What we should know about the people we don’t know… says the tagline of this book. I love books that open up ideas and understanding, and give you a paradigm shift. I think Malcolm Gladwell often does this for us with his dives into different areas of sociology and other… Well – ologies. I know reading his book Outliers was like that for me, expanding my thinking.
In this book, going through a series of high profile cases or events, Gladwell looks into the context surrounding them to bring us a more full understanding of them and demonstrating the way we process our beliefs about the strangers around us, and why that understanding is so misleading. He talks about Amanda Knox, the arrest of Sandra Bland, how Fidel Castro duped the CIA…. but most importantly, he shows us that we basically misunderstand fundamental concepts about each other.

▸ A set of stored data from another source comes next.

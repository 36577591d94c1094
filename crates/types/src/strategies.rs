//! Mutation strategies and tuning settings for the experimentation engine

use chrono::{DateTime, Utc};
use serde::{Deserialize, Serialize};

/// Named, deterministic text-transformation recipe applied to a prompt
/// template to produce a new candidate
#[derive(Debug, Clone, Copy, Serialize, Deserialize, PartialEq, Eq, Hash)]
#[serde(rename_all = "snake_case")]
pub enum MutationStrategy {
    /// Strip boilerplate and politeness, shorten the prompt
    Concise,
    /// Ask for thorough, well-developed output
    Detailed,
    /// Impose explicit sections and formatting
    Structured,
    /// Turn the prompt into step-by-step instructions
    Instructive,
    /// Anchor the prompt with a worked example
    ExampleBased,
    /// Spell out hard constraints on the output
    ConstraintFocused,
    /// Emphasize the shape of the expected output
    OutputFocused,
    /// Combination of concise phrasing and structured output
    Hybrid,
}

impl MutationStrategy {
    /// All known strategies, in declaration order
    pub const ALL: [MutationStrategy; 8] = [
        MutationStrategy::Concise,
        MutationStrategy::Detailed,
        MutationStrategy::Structured,
        MutationStrategy::Instructive,
        MutationStrategy::ExampleBased,
        MutationStrategy::ConstraintFocused,
        MutationStrategy::OutputFocused,
        MutationStrategy::Hybrid,
    ];

    /// Canonical snake_case name
    pub fn as_str(&self) -> &'static str {
        match self {
            MutationStrategy::Concise => "concise",
            MutationStrategy::Detailed => "detailed",
            MutationStrategy::Structured => "structured",
            MutationStrategy::Instructive => "instructive",
            MutationStrategy::ExampleBased => "example_based",
            MutationStrategy::ConstraintFocused => "constraint_focused",
            MutationStrategy::OutputFocused => "output_focused",
            MutationStrategy::Hybrid => "hybrid",
        }
    }

    /// Parse a canonical name; `None` for unknown strategies
    pub fn from_name(name: &str) -> Option<Self> {
        Self::ALL.iter().copied().find(|s| s.as_str() == name)
    }
}

impl std::fmt::Display for MutationStrategy {
    fn fmt(&self, f: &mut std::fmt::Formatter<'_>) -> std::fmt::Result {
        f.write_str(self.as_str())
    }
}

/// A ranked improvement suggestion derived from observed performance
#[derive(Debug, Clone, Serialize, Deserialize, PartialEq)]
pub struct Suggestion {
    /// Strategy to try
    pub strategy: MutationStrategy,
    /// Which signal triggered the suggestion
    pub reason: String,
    /// 1 is most urgent
    pub priority: u8,
}

/// Flattened performance view the suggestion rules run over
#[derive(Debug, Clone, Copy, Default, Serialize, Deserialize)]
pub struct PerformanceSnapshot {
    /// Total generations observed
    pub impressions: u64,
    /// Failures over total (0.0-1.0)
    pub error_rate: f64,
    /// Average quality score (0.0-1.0)
    pub avg_quality: f64,
    /// Average latency in milliseconds
    pub avg_latency_ms: f64,
    /// Average user feedback (1-5 scale), if any was recorded
    pub avg_feedback: Option<f64>,
}

/// Append-only, capacity-bounded log entry for one generation
#[derive(Debug, Clone, Serialize, Deserialize)]
pub struct GenerationRecord {
    pub timestamp: DateTime<Utc>,
    pub parent_variant_id: String,
    pub new_variant_id: String,
    pub strategy: MutationStrategy,
    pub reason: String,
}

/// Statistical decision thresholds for the experiment manager
#[derive(Debug, Clone, Serialize, Deserialize)]
pub struct ExperimentSettings {
    /// Minimum impressions per arm before a winner can be declared
    pub min_sample_size: u64,
    /// Standard significance level (p-value threshold)
    pub significance_level: f64,
    /// Minimum absolute relative improvement to declare a winner
    pub min_effect_size: f64,
    /// Confidence required to conclude before the duration cap; stricter
    /// than the standard threshold to avoid stopping on noise
    pub early_stop_confidence: f64,
    /// Maximum experiment run length in seconds
    pub max_duration_seconds: u64,
    /// Promote the treatment automatically when it wins
    pub auto_promote: bool,
}

impl Default for ExperimentSettings {
    fn default() -> Self {
        Self {
            min_sample_size: 30,
            significance_level: 0.05,
            min_effect_size: 0.05,
            early_stop_confidence: 0.99,
            max_duration_seconds: 14 * 24 * 3600, // 14 days
            auto_promote: true,
        }
    }
}

/// Tuning knobs for the variant generator
#[derive(Debug, Clone, Serialize, Deserialize)]
pub struct GeneratorSettings {
    /// Minimum champion impressions before its performance is judged
    pub min_impressions: u64,
    /// Cap on live variants per content type
    pub max_variants_per_type: usize,
    /// Starting weight for generated candidates
    pub candidate_weight: f64,
    /// Generation history entries kept before oldest are evicted
    pub history_capacity: usize,
}

impl Default for GeneratorSettings {
    fn default() -> Self {
        Self {
            min_impressions: 50,
            max_variants_per_type: 5,
            candidate_weight: 0.3,
            history_capacity: 100,
        }
    }
}

#[cfg(test)]
mod tests {
    use super::*;

    #[test]
    fn test_strategy_name_round_trip() {
        for strategy in MutationStrategy::ALL {
            assert_eq!(MutationStrategy::from_name(strategy.as_str()), Some(strategy));
        }
        assert_eq!(MutationStrategy::from_name("not_a_strategy"), None);
    }

    #[test]
    fn test_default_experiment_settings() {
        let settings = ExperimentSettings::default();
        assert_eq!(settings.min_sample_size, 30);
        assert_eq!(settings.significance_level, 0.05);
        assert_eq!(settings.early_stop_confidence, 0.99);
        assert_eq!(settings.max_duration_seconds, 1_209_600);
    }

    #[test]
    fn test_default_generator_settings() {
        let settings = GeneratorSettings::default();
        assert_eq!(settings.min_impressions, 50);
        assert_eq!(settings.max_variants_per_type, 5);
        assert_eq!(settings.candidate_weight, 0.3);
    }
}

I like the way that Malcolm Gladwell explores things. You learn so much as you go along, and yet he’s never dry or boring. His books are so well researched and flow so well, he dives right into things and is really thorough, showing us our own world with a better understanding of it.
In this book we learn that we have a kind of threshhold where we assume that people are honest as a rule and therefore overlook lies until they reach a critical mass. We learn that generally, we have about a 50/50 chance of telling if someone is lying, and that that statistic holds amongst law enforcement. And that we have notions about what emotions someone should display, but that we assume the worst about people who don’t act those ways. I devoured all this. This kind of thing interests me so much, and I was really looking forward to reading this book. I was not disappointed. There’s this and loads more in Talking To Strangers.

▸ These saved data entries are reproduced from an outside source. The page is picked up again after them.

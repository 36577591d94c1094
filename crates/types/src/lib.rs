//! Core types and data models for the prompt auto-optimizer
//!
//! This crate provides the fundamental data structures shared across the
//! experimentation engine: experiments and their per-arm metric accumulators,
//! variant descriptions exchanged with the variant registry, and mutation
//! strategy definitions used by the variant generator.

pub mod experiments;
pub mod strategies;
pub mod variants;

Whilst I think that Gladwell is very down to earth, generally unbiased and thorough in his understanding and research, I found it odd that there was what I felt was an omission. He does not apply his research to predator behaviour precisely. For example, he talks about how we can misjudge another, how others can misjudge us and our intentions, but it seems the obvious application of this knowledge would be to people who manage to dupe others and who are an immediate threat. He has a pedophile and a rapist and a convicted murderer as cases, but he looks at them through a lens of them being misunderstood, misrepresented and sometimes kinda predatory, but I hoped to see this applied in a further chapter to psychopaths like maybe Ted Bundy. You can definitely extrapolate from what you learn in this book as to how he could pass as a nice guy and how his friends were shocked that he was a serial killer. For sure. But I’d like to hear Gladwells exploration of that psychology, and his application. I mean, you don’t have to go as far as talking about such extreme cases as serial killing, but the minds of the narcissistic personality and the psychopath or sociopath are particularly interesting in regards to them as a stranger you may well come across. Perhaps that was too in depth for the scope of this book.

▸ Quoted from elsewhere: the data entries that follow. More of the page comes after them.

#[cfg(test)]
mod tests {
    use super::*;
    use crate::ports::VariantFilter;
    use crate::store::NullStorage;
    use async_trait::async_trait;
    use prompt_optimizer_types::variants::{
        CollectedMetrics, Variant, VariantConfig, VariantPerformance, VariantStatus,
    };
    use std::collections::HashMap;
    use std::sync::Mutex;

    struct FakeRegistry {
        variants: Mutex<HashMap<String, Variant>>,
    }

    impl FakeRegistry {
        fn with_pair(content_type: &str) -> Self {
            let registry = Self {
                variants: Mutex::new(HashMap::new()),
            };
            registry.add("champ", content_type, VariantStatus::Champion);
            registry.add("cand", content_type, VariantStatus::Active);
            registry
        }

        fn add(&self, id: &str, content_type: &str, status: VariantStatus) {
            self.variants.lock().unwrap().insert(
                id.to_string(),
                Variant {
                    id: id.to_string(),
                    name: id.to_string(),
                    content_type: content_type.to_string(),
                    prompt_template: "Write something.".to_string(),
                    status,
                    weight: 1.0,
                    performance: VariantPerformance::default(),
                    metadata: HashMap::new(),
                },
            );
        }

        fn status_of(&self, id: &str) -> VariantStatus {
            self.variants.lock().unwrap().get(id).unwrap().status
        }
    }

    #[async_trait]
    impl VariantRegistry for FakeRegistry {
        async fn get(&self, variant_id: &str) -> Result<Option<Variant>> {
            Ok(self.variants.lock().unwrap().get(variant_id).cloned())
        }

        async fn get_by_content_type(
            &self,
            content_type: &str,
            _filter: VariantFilter,
        ) -> Result<Vec<Variant>> {
            Ok(self
                .variants
                .lock()
                .unwrap()
                .values()
                .filter(|v| v.content_type == content_type)
                .cloned()
                .collect())
        }

        async fn get_champion(&self, content_type: &str) -> Result<Option<Variant>> {
            Ok(self
                .variants
                .lock()
                .unwrap()
                .values()
                .find(|v| v.content_type == content_type && v.status == VariantStatus::Champion)
                .cloned())
        }

        async fn set_as_candidate(&self, variant_id: &str) -> Result<()> {
            let mut variants = self.variants.lock().unwrap();
            let variant = variants
                .get_mut(variant_id)
                .ok_or_else(|| DecisionError::VariantNotFound(variant_id.to_string()))?;
            variant.status = VariantStatus::Candidate;
            Ok(())
        }

        async fn promote_to_champion(&self, variant_id: &str) -> Result<bool> {
            let mut variants = self.variants.lock().unwrap();
            let content_type = match variants.get(variant_id) {
                Some(v) => v.content_type.clone(),
                None => return Ok(false),
            };
            for variant in variants.values_mut() {
                if variant.content_type == content_type
                    && variant.status == VariantStatus::Champion
                {
                    variant.status = VariantStatus::Archived;
                }
            }
            variants.get_mut(variant_id).unwrap().status = VariantStatus::Champion;
            Ok(true)
        }

        async fn register(&self, config: VariantConfig) -> Result<Variant> {
            let variant = Variant {
                id: config.id.clone(),
                name: config.name,
                content_type: config.content_type,
                prompt_template: config.prompt_template,
                status: config.status,
                weight: config.weight,
                performance: VariantPerformance::default(),
                metadata: HashMap::new(),
            };
            self.variants
                .lock()
                .unwrap()
                .insert(config.id, variant.clone());
            Ok(variant)
        }
    }

    // MetricsCollector is unused by the manager but keeps the fake reusable
    #[async_trait]
    impl crate::ports::MetricsCollector for FakeRegistry {
        async fn variant_metrics(&self, _variant_id: &str) -> Result<CollectedMetrics> {
            Ok(CollectedMetrics::default())
        }
    }

    fn manager(registry: Arc<FakeRegistry>) -> ExperimentManager {
        ExperimentManager::new(registry, Arc::new(NullStorage), ExperimentSettings::default())
    }

    fn create_params() -> CreateExperiment {
        CreateExperiment {
            control_variant_id: "champ".to_string(),
            treatment_variant_id: "cand".to_string(),
            ..Default::default()
        }
    }

    #[tokio::test]
    async fn test_create_experiment() {
        let registry = Arc::new(FakeRegistry::with_pair("summary"));
        let manager = manager(registry);

        let id = manager.create_experiment(create_params()).await.unwrap();
        let experiment = manager.get_experiment(&id).await.unwrap();

        assert_eq!(experiment.status, ExperimentStatus::Draft);
        assert_eq!(experiment.content_type, "summary");
        assert_eq!(experiment.name, "champ vs cand");
        assert!(manager.active_experiment("summary").await.is_none());
    }

    #[tokio::test]
    async fn test_create_rejects_unknown_variant() {
        let registry = Arc::new(FakeRegistry::with_pair("summary"));
        let manager = manager(registry);

        let mut params = create_params();
        params.treatment_variant_id = "ghost".to_string();
        let err = manager.create_experiment(params).await.unwrap_err();
        assert!(matches!(err, DecisionError::VariantNotFound(_)));
    }

    #[tokio::test]
    async fn test_create_rejects_content_type_mismatch() {
        let registry = Arc::new(FakeRegistry::with_pair("summary"));
        registry.add("other", "email", VariantStatus::Active);
        let manager = manager(registry);

        let mut params = create_params();
        params.treatment_variant_id = "other".to_string();
        let err = manager.create_experiment(params).await.unwrap_err();
        assert!(matches!(err, DecisionError::InvalidArgument(_)));
    }

    #[tokio::test]
    async fn test_create_rejects_bad_traffic_split() {
        let registry = Arc::new(FakeRegistry::with_pair("summary"));
        let manager = manager(registry);

        let mut params = create_params();
        params.traffic_split = Some(TrafficSplit::new(0.7, 0.7));
        let err = manager.create_experiment(params).await.unwrap_err();
        assert!(matches!(err, DecisionError::InvalidArgument(_)));
    }

    #[tokio::test]
    async fn test_start_marks_candidate_and_registers_active() {
        let registry = Arc::new(FakeRegistry::with_pair("summary"));
        let manager = manager(registry.clone());

        let id = manager.create_experiment(create_params()).await.unwrap();
        manager.start_experiment(&id).await.unwrap();

        let experiment = manager.get_experiment(&id).await.unwrap();
        assert_eq!(experiment.status, ExperimentStatus::Running);
        assert!(experiment.started_at.is_some());
        assert_eq!(registry.status_of("cand"), VariantStatus::Candidate);
        assert_eq!(
            manager.active_experiment("summary").await.unwrap().id,
            id
        );
    }

    #[tokio::test]
    async fn test_no_second_running_experiment_per_content_type() {
        let registry = Arc::new(FakeRegistry::with_pair("summary"));
        registry.add("cand2", "summary", VariantStatus::Active);
        let manager = manager(registry);

        let first = manager.create_experiment(create_params()).await.unwrap();
        manager.start_experiment(&first).await.unwrap();

        let mut params = create_params();
        params.treatment_variant_id = "cand2".to_string();
        let second = manager.create_experiment(params).await.unwrap();

        let err = manager.start_experiment(&second).await.unwrap_err();
        assert!(matches!(err, DecisionError::Conflict(_)));

        // Once the first leaves running the second may start
        manager.pause_experiment(&first).await.unwrap();
        manager.start_experiment(&second).await.unwrap();

        // And now the paused one cannot come back while the second runs
        let err = manager.start_experiment(&first).await.unwrap_err();
        assert!(matches!(err, DecisionError::Conflict(_)));
    }

    #[tokio::test]
    async fn test_pause_requires_running() {
        let registry = Arc::new(FakeRegistry::with_pair("summary"));
        let manager = manager(registry);

        let id = manager.create_experiment(create_params()).await.unwrap();
        let err = manager.pause_experiment(&id).await.unwrap_err();
        assert!(matches!(err, DecisionError::InvalidState(_)));
    }

    #[tokio::test]
    async fn test_record_metric_accumulates_per_arm() {
        let registry = Arc::new(FakeRegistry::with_pair("summary"));
        let manager = manager(registry);

        let id = manager.create_experiment(create_params()).await.unwrap();
        manager.start_experiment(&id).await.unwrap();

        manager
            .record_metric(
                "champ",
                MetricSample {
                    success: true,
                    latency_ms: Some(900.0),
                    quality_score: Some(0.8),
                    feedback: None,
                },
            )
            .await
            .unwrap();
        manager
            .record_metric("cand", MetricSample { success: false, ..Default::default() })
            .await
            .unwrap();

        let experiment = manager.get_experiment(&id).await.unwrap();
        assert_eq!(experiment.control_metrics.impressions, 1);
        assert_eq!(experiment.control_metrics.successes, 1);
        assert_eq!(experiment.treatment_metrics.failures, 1);
    }

    #[tokio::test]
    async fn test_record_metric_unknown_variant() {
        let registry = Arc::new(FakeRegistry::with_pair("summary"));
        let manager = manager(registry);

        let err = manager
            .record_metric("ghost", MetricSample::default())
            .await
            .unwrap_err();
        assert!(matches!(err, DecisionError::VariantNotFound(_)));
    }

    #[tokio::test]
    async fn test_early_significance_concludes_and_promotes() {
        let registry = Arc::new(FakeRegistry::with_pair("summary"));
        let manager = manager(registry.clone());

        let id = manager.create_experiment(create_params()).await.unwrap();
        manager.start_experiment(&id).await.unwrap();

        // Control converts rarely, treatment almost always
        for i in 0..100 {
            manager
                .record_metric(
                    "champ",
                    MetricSample { success: i % 10 < 3, ..Default::default() },
                )
                .await
                .unwrap();
            manager
                .record_metric(
                    "cand",
                    MetricSample { success: i % 10 < 9, ..Default::default() },
                )
                .await
                .unwrap();
            if manager.get_experiment(&id).await.unwrap().status != ExperimentStatus::Running {
                break;
            }
        }

        let experiment = manager.get_experiment(&id).await.unwrap();
        assert_eq!(experiment.status, ExperimentStatus::Promoted);
        let conclusion = experiment.conclusion.unwrap();
        assert_eq!(conclusion.reason, ConclusionReason::EarlySignificance);
        assert_eq!(conclusion.winner, Some(Arm::Treatment));
        assert_eq!(conclusion.winning_variant_id.as_deref(), Some("cand"));
        assert!(conclusion.promoted_at.is_some());
        assert_eq!(registry.status_of("cand"), VariantStatus::Champion);

        // The content type is free again
        assert!(manager.active_experiment("summary").await.is_none());
    }

    #[tokio::test]
    async fn test_conclude_is_idempotent() {
        let registry = Arc::new(FakeRegistry::with_pair("summary"));
        let manager = manager(registry);

        let id = manager.create_experiment(create_params()).await.unwrap();
        manager.start_experiment(&id).await.unwrap();

        let first = manager
            .conclude_experiment(&id, ConclusionReason::Manual)
            .await
            .unwrap();
        let second = manager
            .conclude_experiment(&id, ConclusionReason::MaxDuration)
            .await
            .unwrap();

        // The original conclusion is returned unchanged
        assert_eq!(second.reason, ConclusionReason::Manual);
        assert_eq!(first, second);
    }

    #[tokio::test]
    async fn test_promote_requires_treatment_winner() {
        let registry = Arc::new(FakeRegistry::with_pair("summary"));
        let manager = manager(registry);

        let id = manager.create_experiment(create_params()).await.unwrap();
        manager.start_experiment(&id).await.unwrap();

        // No winner: too few samples
        manager
            .conclude_experiment(&id, ConclusionReason::Manual)
            .await
            .unwrap();
        let err = manager.promote_winner(&id).await.unwrap_err();
        assert!(matches!(err, DecisionError::InvalidState(_)));
    }

    #[tokio::test]
    async fn test_promote_requires_concluded_state() {
        let registry = Arc::new(FakeRegistry::with_pair("summary"));
        let manager = manager(registry);

        let id = manager.create_experiment(create_params()).await.unwrap();
        let err = manager.promote_winner(&id).await.unwrap_err();
        assert!(matches!(err, DecisionError::InvalidState(_)));
    }

    #[tokio::test]
    async fn test_control_winner_is_not_promoted() {
        let registry = Arc::new(FakeRegistry::with_pair("summary"));
        let manager = manager(registry.clone());

        let id = manager.create_experiment(create_params()).await.unwrap();
        manager.start_experiment(&id).await.unwrap();

        for _ in 0..60 {
            manager
                .record_metric("champ", MetricSample { success: true, ..Default::default() })
                .await
                .unwrap();
            manager
                .record_metric("cand", MetricSample { success: false, ..Default::default() })
                .await
                .unwrap();
            if manager.get_experiment(&id).await.unwrap().status != ExperimentStatus::Running {
                break;
            }
        }

        let experiment = manager.get_experiment(&id).await.unwrap();
        assert_eq!(experiment.status, ExperimentStatus::Concluded);
        let conclusion = experiment.conclusion.unwrap();
        assert_eq!(conclusion.winner, Some(Arm::Control));
        assert_eq!(conclusion.recommended_action, RecommendedAction::KeepControl);
        assert_eq!(registry.status_of("champ"), VariantStatus::Champion);

        let err = manager.promote_winner(&id).await.unwrap_err();
        assert!(matches!(err, DecisionError::InvalidState(_)));
    }
}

All of that said, I really did enjoy reading this, and devoured it whole in 2 days. I feel like I learned a lot, and actually looked at some events in my own life in a different light, which is great. So I do recommend it. But I do feel that this book has some problems that it’s not addressing too, maybe because they are too incendiary, maybe because the author feels that they are not valid. I don’t know. It tries to be really fair and not talk about issues like race and gender relations too much, but doing that, it’s perhaps not indepth enough and could have covered more.
Read It If: you’ve ever had that moment where you look back and wonder why you didn’t trust your gut about someone…. a fascinating and well researched book that will make you see the world more clearly, perhaps, even while it doesn’t address every issue about talking to strangers.
Thank you to HBG Canada for sending me this book for review. All opinions are my own and honest.
on my list. thanks for the review.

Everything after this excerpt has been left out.